高円寺とか下北沢のトレンドに強いところでやるのもあんまり面白くないっていうか、逆になにもないところから立ち上げて、そこを軸にして色々と盛り上がっていけばいいかなって。」
70's家電の魅力とは
氏は、元々7〜80年代の家電の持つ「機能美ではない、それぞれのデザイナーが非常にこだわったデザイン」が大好きで、個人的に収集もしていたそうだ。その趣味が高じて、このお店を開店するに至ったのだという。
「僕が求めているのは、“いかに無駄なデザインをしているか”っていうことなんです。

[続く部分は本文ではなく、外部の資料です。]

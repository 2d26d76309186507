use serde::{Deserialize, Serialize};
use utoipa::ToSchema;

#[derive(Debug, Clone, Serialize, Deserialize, ToSchema)]
pub struct ErrorResponse {
    pub error: String,
}
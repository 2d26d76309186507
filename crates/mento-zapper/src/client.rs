use std::time::Duration;

use mento_types::{PortfolioData, ReserveTargets};
use serde::{Deserialize, de::DeserializeOwned};
use serde_json::{Value, json};

use crate::{
    error::ZapperError,
    query::{PORTFOLIO_QUERY, portfolio_variables},
    traits::PortfolioProvider,
};

pub const ZAPPER_API_BASE: &str = "https://public.zapper.xyz";
const API_KEY_HEADER: &str = "x-zapper-api-key";
const REQUEST_TIMEOUT: Duration = Duration::from_secs(30);

#[derive(Debug, Deserialize)]
struct GraphQlResponse<T> {
    data: Option<T>,
    #[serde(default)]
    errors: Option<Vec<GraphQlError>>,
}

#[derive(Debug, Deserialize)]
struct GraphQlError {
    message: String,
}

impl<T> GraphQlResponse<T> {
    /// A 200 answer may still carry an `errors` array, which fails the whole
    /// request even when partial data is present.
    fn into_data(self) -> Result<T, ZapperError> {
        if let Some(errors) = self.errors.filter(|errors| !errors.is_empty()) {
            let messages = errors
                .into_iter()
                .map(|error| error.message)
                .collect::<Vec<_>>()
                .join("; ");
            return Err(ZapperError::GraphQlErrors(messages));
        }

        self.data.ok_or(ZapperError::MissingData)
    }
}

/// GraphQL client for the portfolio aggregation API, authenticated with a
/// static API key.
pub struct ZapperClient {
    http: reqwest::Client,
    endpoint: String,
    api_key: String,
}

impl ZapperClient {
    pub fn new(api_key: &str, base_url: &str) -> Result<Self, ZapperError> {
        let http = reqwest::Client::builder()
            .timeout(REQUEST_TIMEOUT)
            .build()?;

        Ok(Self {
            http,
            endpoint: format!("{}/graphql", base_url.trim_end_matches('/')),
            api_key: api_key.to_owned(),
        })
    }

    pub fn endpoint(&self) -> &str {
        &self.endpoint
    }

    async fn execute<T: DeserializeOwned>(
        &self,
        query: &str,
        variables: Value,
    ) -> Result<T, ZapperError> {
        let response = self
            .http
            .post(&self.endpoint)
            .header(API_KEY_HEADER, &self.api_key)
            .json(&json!({ "query": query, "variables": variables }))
            .send()
            .await?;

        let status = response.status();
        if !status.is_success() {
            let body = response.text().await.unwrap_or_default();
            tracing::error!(
                endpoint = %self.endpoint,
                status = %status,
                body = %body,
                "Portfolio API request failed",
            );
            return Err(ZapperError::UnexpectedStatus { status, body });
        }

        let envelope: GraphQlResponse<T> = response.json().await?;
        envelope.into_data().inspect_err(|err| {
            tracing::error!(endpoint = %self.endpoint, error = %err, "Portfolio API query failed");
        })
    }
}

#[async_trait::async_trait]
impl PortfolioProvider for ZapperClient {
    async fn fetch_portfolio(
        &self,
        targets: &ReserveTargets,
    ) -> Result<PortfolioData, ZapperError> {
        let variables = portfolio_variables(targets);
        tracing::debug!(
            addresses = ?targets.unique_addresses(),
            chain_ids = ?targets.chain_ids(),
            "fetching reserve portfolio",
        );

        self.execute(PORTFOLIO_QUERY, variables).await
    }
}

#[cfg(test)]
mod tests {
    use super::*;

    #[test]
    fn test_endpoint_is_built_from_base_url() {
        let client = ZapperClient::new("key", "https://public.zapper.xyz/").unwrap();
        assert_eq!(client.endpoint(), "https://public.zapper.xyz/graphql");

        let client = ZapperClient::new("key", ZAPPER_API_BASE).unwrap();
        assert_eq!(client.endpoint(), "https://public.zapper.xyz/graphql");
    }

    #[test]
    fn test_envelope_with_data() {
        let envelope: GraphQlResponse<PortfolioData> = serde_json::from_value(json!({
            "data": { "portfolioV2": { "tokenBalances": { "totalBalanceUSD": 12.5 } } }
        }))
        .unwrap();

        let data = envelope.into_data().unwrap();
        let tokens = data.portfolio_v2.unwrap().token_balances.unwrap();
        assert!((tokens.total_balance_usd - 12.5).abs() < f64::EPSILON);
    }

    #[test]
    fn test_envelope_errors_fail_even_with_data() {
        let envelope: GraphQlResponse<PortfolioData> = serde_json::from_value(json!({
            "data": { "portfolioV2": null },
            "errors": [{ "message": "rate limited" }, { "message": "bad address" }]
        }))
        .unwrap();

        match envelope.into_data() {
            Err(ZapperError::GraphQlErrors(messages)) => {
                assert_eq!(messages, "rate limited; bad address");
            }
            other => panic!("expected GraphQL errors, got {other:?}"),
        }
    }

    #[test]
    fn test_envelope_without_data() {
        let envelope: GraphQlResponse<PortfolioData> =
            serde_json::from_value(json!({ "data": null, "errors": [] })).unwrap();

        assert!(matches!(envelope.into_data(), Err(ZapperError::MissingData)));
    }
}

」
そういって笑いながら、氏はその頃に造られた家電の持つ、デザインの魅力について蕩々と語ってくれた。
「例えば“2000年にはこうなっているだろう”とか、未来をその人なりに予想して、これが格好いいデザインなんだ!! って主張したりして。そういうのが随所にみられたりとか、余計なモノがついていたり装飾が派手だったり、オリジナリティがすごくあるんです。」
「世間から見捨てられたものを、うちで再生して復活して世の中にもう一度アプローチしていけたら面 白いかなあと思って、そういう想いもあって始めたっていうのもありますね。」
採算度外視の経営方針
置いてあるラジカセの価格は平均して5千〜1万円が主流。相場のおよそ半額くらいで販売しているが、実際にラジカセの中をあけて必要な場合は部品を交換するなど、可能な限り手入れをしているので、儲けはあまりでないんだそうだ。
「ちゃんとレストアして売ってるところって、他ではあまりないと思います。動くモノってもうほとんど残ってないんで、うちで直してから売ってるんで。だから、あんまり儲からないんですけどね(笑)」。
それでよく経営が成り立っていると思うが、その評判は評判を呼び、中には静岡から新幹線で来店した人もいるという。
「うちは広告は一切打たないことにしてるんです。結局こういうのが好きな人って、自分で探してくるんで。」
現在のメイン商品はラジカセだが、それ以外にも「プロダクト的、デザイン的に面白いモノならなんでも扱う」という店内をよくみると、本当に様々なものが目につく。